While the ‘in-out’ investigation was going on, two Conservative candidates of 67, backed by the party, took Elections Canada to Federal Court when Elections Canada challenged their campaign expenses and refused to reimburse them for several advertising expenses.
Under the Canada Elections Act, candidates who receive 10 per cent or more of their local vote are entitled to a 60 per cent rebate of their election expenses. Elections Canada said the local candidates in these cases did not incur the expenses because they were national ads and therefore were not entitled to the $230,000 of rebates.
The Federal Court ruled in favour of the Conservative Party, saying that Elections Canada should refund the candidates the appropriate rebate. Elections Canada appealed the decision at the Federal Court of Appeal and won that ruling in February 2011. The Conservatives took the case to the Supreme Court but later dropped it and repaid rebates to Elections Canada.

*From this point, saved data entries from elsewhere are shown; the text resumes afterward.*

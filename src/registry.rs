//! Command definitions and the registry that owns them.

use std::fmt;
use std::io::Write;

use crate::error::RegistrationError;
use crate::parser::Word;

/// Most arguments a single command may declare.
pub const MAX_ARGS: usize = 2;

/// Semantic type of a command argument.
#[derive(Debug, Clone, Copy, PartialEq, Eq, Hash)]
pub enum ArgumentKind {
    /// A regular file that must already exist.
    ExistingFile,
    /// A file name that may or may not exist yet.
    NewFile,
    /// An existing regular file or directory.
    ExistingFileOrDir,
    /// An existing directory.
    ExistingDir,
    /// Anything at all.
    FreeText,
    /// A host name, IPv4 or IPv6 literal.
    HostOrIp,
}

/// One positional argument slot of a command.
#[derive(Debug, Clone, Copy, PartialEq, Eq)]
pub struct ArgumentSpec {
    pub kind: ArgumentKind,
    pub optional: bool,
}

impl ArgumentSpec {
    pub const fn required(kind: ArgumentKind) -> Self {
        Self {
            kind,
            optional: false,
        }
    }

    pub const fn optional(kind: ArgumentKind) -> Self {
        Self {
            kind,
            optional: true,
        }
    }
}

/// What a command does once its arguments are bound and validated.
///
/// `args` holds one entry per declared argument, `None` for an omitted
/// optional one. The return value is the command's exit status.
pub trait CommandHandler {
    fn execute(&self, args: &[Option<String>], out: &mut dyn Write) -> i32;
}

impl<F> CommandHandler for F
where
    F: Fn(&[Option<String>], &mut dyn Write) -> i32,
{
    fn execute(&self, args: &[Option<String>], out: &mut dyn Write) -> i32 {
        self(args, out)
    }
}

/// A registered command.
pub struct Command {
    name: String,
    specs: Vec<ArgumentSpec>,
    handler: Box<dyn CommandHandler>,
}

impl Command {
    pub fn name(&self) -> &str {
        &self.name
    }

    pub fn specs(&self) -> &[ArgumentSpec] {
        &self.specs
    }

    /// Binds words `1..` of a parsed line to this command's argument slots.
    ///
    /// Word 0 is the command name and is skipped. Words beyond the declared
    /// arity are dropped; slots with no word stay `None`.
    pub fn bind(&self, words: &[Word]) -> Vec<Option<String>> {
        let mut slots = vec![None; self.specs.len()];
        for (slot, word) in slots.iter_mut().zip(words.iter().skip(1)) {
            *slot = Some(word.text.clone());
        }
        slots
    }

    pub fn invoke(&self, args: &[Option<String>], out: &mut dyn Write) -> i32 {
        self.handler.execute(args, out)
    }
}

impl fmt::Debug for Command {
    fn fmt(&self, f: &mut fmt::Formatter<'_>) -> fmt::Result {
        f.debug_struct("Command")
            .field("name", &self.name)
            .field("specs", &self.specs)
            .finish_non_exhaustive()
    }
}

/// Owns every command, kept sorted by name (byte-wise).
///
/// The sorted order is what completion presents to the user, so it is
/// maintained on every insertion rather than computed on demand.
#[derive(Debug, Default)]
pub struct Registry {
    commands: Vec<Command>,
}

impl Registry {
    pub fn new() -> Self {
        Self::default()
    }

    /// Adds a command.
    ///
    /// Nothing is inserted when the name is taken, when a required argument
    /// follows an optional one, or when more than [`MAX_ARGS`] are declared.
    pub fn register(
        &mut self,
        name: &str,
        specs: &[ArgumentSpec],
        handler: impl CommandHandler + 'static,
    ) -> Result<(), RegistrationError> {
        check_specs(name, specs)?;

        let pos = match self.position(name) {
            Ok(_) => return Err(RegistrationError::DuplicateName(name.to_string())),
            Err(pos) => pos,
        };
        self.commands.insert(
            pos,
            Command {
                name: name.to_string(),
                specs: specs.to_vec(),
                handler: Box::new(handler),
            },
        );
        Ok(())
    }

    pub fn lookup(&self, name: &str) -> Option<&Command> {
        self.position(name).ok().map(|pos| &self.commands[pos])
    }

    /// All commands in alphabetical order.
    pub fn enumerate(&self) -> impl Iterator<Item = &Command> {
        self.commands.iter()
    }

    pub fn len(&self) -> usize {
        self.commands.len()
    }

    pub fn is_empty(&self) -> bool {
        self.commands.is_empty()
    }

    fn position(&self, name: &str) -> Result<usize, usize> {
        self.commands
            .binary_search_by(|cmd| cmd.name.as_str().cmp(name))
    }
}

fn check_specs(name: &str, specs: &[ArgumentSpec]) -> Result<(), RegistrationError> {
    if specs.len() > MAX_ARGS {
        return Err(RegistrationError::TooManyArguments {
            name: name.to_string(),
            count: specs.len(),
        });
    }
    let mut seen_optional = false;
    for spec in specs {
        if spec.optional {
            seen_optional = true;
        } else if seen_optional {
            return Err(RegistrationError::BadArgumentOrder(name.to_string()));
        }
    }
    Ok(())
}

In 2009, the Conservative Party also took Elections Canada to Ontario Superior Court over a GST rebate it applied for and received for the 2004 and 2006 election campaigns. Parties are allowed to claim half their GST costs under Canada Revenue Agency rules because they are considered non-profit organizations. When the Conservatives tried to send a $591,000 cheque to Elections Canada, Elections Canada refused it and the party took Elections Canada to court to force them to accept it. Originally the party offered to reimburse $700,000 of the GST rebate while at the same time proposing that they should be allowed to deduct future anticipated GST rebates from campaign spending expenses in advance. In a letter to the party, Mr. Mayrand wrote that the GST rebate, “like the reimbursement of election expenses under the Canada Elections Act, is intended as a form of support and does not serve to eliminate tax indebtedness.”
He also noted that the party’s proposal to deduct future GST rebates from campaign expenses would unlevel the playing field for other parties as it would increase spending limits for some and not others.
The court ruled in December 2009 that Elections Canada should accept the reimbursement if parties want to give the rebate back. Elections Canada appealed to the case at the Ontario Court of Appeal and won. The Conservative Party then appealed that decision at the Supreme Court of Canada, which refused to hear the case.
The robocalls story then emerged, in which a pattern of alleged voter suppression took place to prevent people from getting to proper polling stations in the May 2011 election. The epicentre was in the Guelph, Ont., riding where residents were getting automated calls purporting to be from Elections Canada stating that their polling station had moved. When residents got to the “moved” polling station, they found it didn’t exist. Elections Canada conducted a two-year investigation into the issue and referred the matter to the Commissioner of Elections Canada who conducted its own investigation.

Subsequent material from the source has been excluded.